Published online by Cambridge University Press:  09 July 2018

M. Wilkinson
Affiliation:
Department of Geology and Applied Geology, Glasgow University, Glasgow G12 8QQ, UK
A. E. Fallick
Affiliation:
Isotope Geology Unit, Scottish Universities Research and Reactor Centre, East Kilbride G75 0QU, UK
G. M. J. Keaney
Affiliation:
Department of Geology and Applied Geology, Glasgow University, Glasgow G12 8QQ, UK
R. S. Haszeldine
Affiliation:
Department of Geology and Applied Geology, Glasgow University, Glasgow G12 8QQ, UK
W. J. McHardy
Affiliation:
Macaulay Land Use Research Institute, Craigiebuckler, Aberdeen AB9 2QJ, UK

Abstract

The extent to which the diagenesis of sedimentary sequences within the UK North Sea is influenced by the passage of meteoric water is subject of current debate. Petrographic (SEM, TEM, thinsection) observation and stable isotope ratios from authigenic illite separates are used to deduce the pore-fluid evolution of the Fulmar Formation within well 29/10-2 from the Central Graben, with emphasis on the past importance of meteoric water flushing.
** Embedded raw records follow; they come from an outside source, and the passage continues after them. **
use std::{collections::BTreeMap, fmt, str::FromStr};

use sea_orm::{
    Value,
    prelude::{Date, DateTimeUtc, Uuid},
    sea_query::{Nullable, ValueType},
};

use crate::schema::Table;

#[derive(Clone, Copy, Debug, Eq, PartialEq)]
pub enum FilmworkType {
    Movie,
    TvShow,
}

impl FilmworkType {
    pub fn as_str(self) -> &'static str {
        match self {
            FilmworkType::Movie => "movie",
            FilmworkType::TvShow => "tv_show",
        }
    }
}

impl FromStr for FilmworkType {
    type Err = String;

    fn from_str(s: &str) -> Result<Self, Self::Err> {
        match s {
            "movie" => Ok(FilmworkType::Movie),
            "tv_show" => Ok(FilmworkType::TvShow),
            other => Err(format!("unknown film work type `{other}`")),
        }
    }
}

#[derive(Clone, Copy, Debug, Eq, PartialEq)]
pub enum PersonRole {
    Screenwriter,
    Actor,
    Director,
}

impl PersonRole {
    pub fn as_str(self) -> &'static str {
        match self {
            PersonRole::Screenwriter => "screenwriter",
            PersonRole::Actor => "actor",
            PersonRole::Director => "director",
        }
    }
}

impl FromStr for PersonRole {
    type Err = String;

    fn from_str(s: &str) -> Result<Self, Self::Err> {
        match s {
            "screenwriter" => Ok(PersonRole::Screenwriter),
            "actor" => Ok(PersonRole::Actor),
            "director" => Ok(PersonRole::Director),
            other => Err(format!("unknown person role `{other}`")),
        }
    }
}

#[derive(Clone, Debug, PartialEq)]
pub struct Genre {
    pub id: Uuid,
    pub name: String,
    pub description: Option<String>,
    pub created_at: DateTimeUtc,
    pub updated_at: DateTimeUtc,
}

#[derive(Clone, Debug, PartialEq)]
pub struct Person {
    pub id: Uuid,
    pub full_name: String,
    pub birth_date: Option<Date>,
    pub created_at: DateTimeUtc,
    pub updated_at: DateTimeUtc,
}

#[derive(Clone, Debug, PartialEq)]
pub struct Filmwork {
    pub id: Uuid,
    pub title: String,
    pub description: Option<String>,
    pub creation_date: Option<Date>,
    pub certificate: Option<String>,
    pub file_path: Option<String>,
    pub rating: Option<f64>,
    pub kind: FilmworkType,
    pub created_at: DateTimeUtc,
    pub updated_at: DateTimeUtc,
}

#[derive(Clone, Debug, PartialEq)]
pub struct GenreFilmwork {
    pub id: Uuid,
    pub film_work_id: Uuid,
    pub genre_id: Uuid,
    pub created_at: DateTimeUtc,
}

#[derive(Clone, Debug, PartialEq)]
pub struct PersonFilmwork {
    pub id: Uuid,
    pub film_work_id: Uuid,
    pub person_id: Uuid,
    pub role: PersonRole,
    pub created_at: DateTimeUtc,
}

#[derive(Clone, Debug, PartialEq)]
pub enum Record {
    Genre(Genre),
    Filmwork(Filmwork),
    Person(Person),
    GenreFilmwork(GenreFilmwork),
    PersonFilmwork(PersonFilmwork),
}

impl Record {
    pub fn table(&self) -> Table {
        match self {
            Record::Genre(_) => Table::Genre,
            Record::Filmwork(_) => Table::Filmwork,
            Record::Person(_) => Table::Person,
            Record::GenreFilmwork(_) => Table::GenreFilmwork,
            Record::PersonFilmwork(_) => Table::PersonFilmwork,
        }
    }

    pub fn id(&self) -> Uuid {
        match self {
            Record::Genre(r) => r.id,
            Record::Filmwork(r) => r.id,
            Record::Person(r) => r.id,
            Record::GenreFilmwork(r) => r.id,
            Record::PersonFilmwork(r) => r.id,
        }
    }

    /// Builds the record for `table` from a row keyed by column name.
    ///
    /// Nullable columns missing from the row default to `None`; any other
    /// missing column, a NULL in a non-null column, or an out-of-range value
    /// is an error.
    pub fn from_row(table: Table, row: &Row) -> Result<Self, String> {
        let record = match table {
            Table::Genre => Record::Genre(Genre {
                id: row.get("id")?,
                name: row.get("name")?,
                description: row.get_nullable("description")?,
                created_at: row.get("created_at")?,
                updated_at: row.get("updated_at")?,
            }),
            Table::Filmwork => {
                let rating: Option<f64> = row.get_nullable("rating")?;
                if let Some(rating) = rating {
                    if !(0.0..=10.0).contains(&rating) {
                        return Err(format!("rating {rating} outside [0, 10]"));
                    }
                }
                let kind: String = row.get("type")?;
                Record::Filmwork(Filmwork {
                    id: row.get("id")?,
                    title: row.get("title")?,
                    description: row.get_nullable("description")?,
                    creation_date: row.get_nullable("creation_date")?,
                    certificate: row.get_nullable("certificate")?,
                    file_path: row.get_nullable("file_path")?,
                    rating,
                    kind: kind.parse()?,
                    created_at: row.get("created_at")?,
                    updated_at: row.get("updated_at")?,
                })
            },
            Table::Person => Record::Person(Person {
                id: row.get("id")?,
                full_name: row.get("full_name")?,
                birth_date: row.get_nullable("birth_date")?,
                created_at: row.get("created_at")?,
                updated_at: row.get("updated_at")?,
            }),
            Table::GenreFilmwork => Record::GenreFilmwork(GenreFilmwork {
                id: row.get("id")?,
                film_work_id: row.get("film_work_id")?,
                genre_id: row.get("genre_id")?,
                created_at: row.get("created_at")?,
            }),
            Table::PersonFilmwork => {
                let role: String = row.get("role")?;
                Record::PersonFilmwork(PersonFilmwork {
                    id: row.get("id")?,
                    film_work_id: row.get("film_work_id")?,
                    person_id: row.get("person_id")?,
                    role: role.parse()?,
                    created_at: row.get("created_at")?,
                })
            },
        };
        Ok(record)
    }

    /// The value bound for `column`, or `None` if the record has no such field.
    pub fn value(&self, column: &str) -> Option<Value> {
        let value = match (self, column) {
            (_, "id") => self.id().into(),
            (Record::Genre(r), "name") => r.name.clone().into(),
            (Record::Genre(r), "description") => r.description.clone().into(),
            (Record::Genre(r), "created_at") => r.created_at.into(),
            (Record::Genre(r), "updated_at") => r.updated_at.into(),
            (Record::Filmwork(r), "title") => r.title.clone().into(),
            (Record::Filmwork(r), "description") => r.description.clone().into(),
            (Record::Filmwork(r), "creation_date") => r.creation_date.into(),
            (Record::Filmwork(r), "certificate") => r.certificate.clone().into(),
            (Record::Filmwork(r), "file_path") => r.file_path.clone().into(),
            (Record::Filmwork(r), "rating") => r.rating.into(),
            (Record::Filmwork(r), "type") => r.kind.as_str().into(),
            (Record::Filmwork(r), "created_at") => r.created_at.into(),
            (Record::Filmwork(r), "updated_at") => r.updated_at.into(),
            (Record::Person(r), "full_name") => r.full_name.clone().into(),
            (Record::Person(r), "birth_date") => r.birth_date.into(),
            (Record::Person(r), "created_at") => r.created_at.into(),
            (Record::Person(r), "updated_at") => r.updated_at.into(),
            (Record::GenreFilmwork(r), "film_work_id") => r.film_work_id.into(),
            (Record::GenreFilmwork(r), "genre_id") => r.genre_id.into(),
            (Record::GenreFilmwork(r), "created_at") => r.created_at.into(),
            (Record::PersonFilmwork(r), "film_work_id") => r.film_work_id.into(),
            (Record::PersonFilmwork(r), "person_id") => r.person_id.into(),
            (Record::PersonFilmwork(r), "role") => r.role.as_str().into(),
            (Record::PersonFilmwork(r), "created_at") => r.created_at.into(),
            _ => return None,
        };
        Some(value)
    }
}

impl fmt::Display for Record {
    fn fmt(&self, f: &mut fmt::Formatter<'_>) -> fmt::Result {
        write!(f, "{}:{}", self.table(), self.id())
    }
}

/// One fetched row, keyed by column name.
#[derive(Clone, Debug, Default, PartialEq)]
pub struct Row(BTreeMap<String, Value>);

impl Row {
    pub fn new() -> Self {
        Self::default()
    }

    pub fn with(mut self, column: &str, value: impl Into<Value>) -> Self {
        self.insert(column, value);
        self
    }

    pub fn insert(&mut self, column: &str, value: impl Into<Value>) {
        self.0.insert(column.to_string(), value.into());
    }

    pub fn get<T: ValueType>(&self, column: &str) -> Result<T, String> {
        let value = self.0.get(column).ok_or_else(|| format!("missing column `{column}`"))?;
        <T as ValueType>::try_from(value.clone())
            .map_err(|_| format!("column `{column}` is NULL or mistyped"))
    }

    pub fn get_nullable<T: ValueType + Nullable>(&self, column: &str) -> Result<Option<T>, String> {
        match self.0.get(column) {
            None => Ok(None),
            Some(value) => <Option<T> as ValueType>::try_from(value.clone())
                .map_err(|_| format!("column `{column}` is mistyped")),
        }
    }
}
Petrographic observation shows the illite to have two modes of occurrence (pore-filling and as pseudomorphs after feldspar). These can be equated with two authigenic crystal morphologies (plates and laths) observed by TEM within illite separates prepared for isotopic analysis. The laths are equated with late stage ‘hairy’ pore-filling illite, the plates with illite pseudomorphs after feldspar which are difficult to date petrographically.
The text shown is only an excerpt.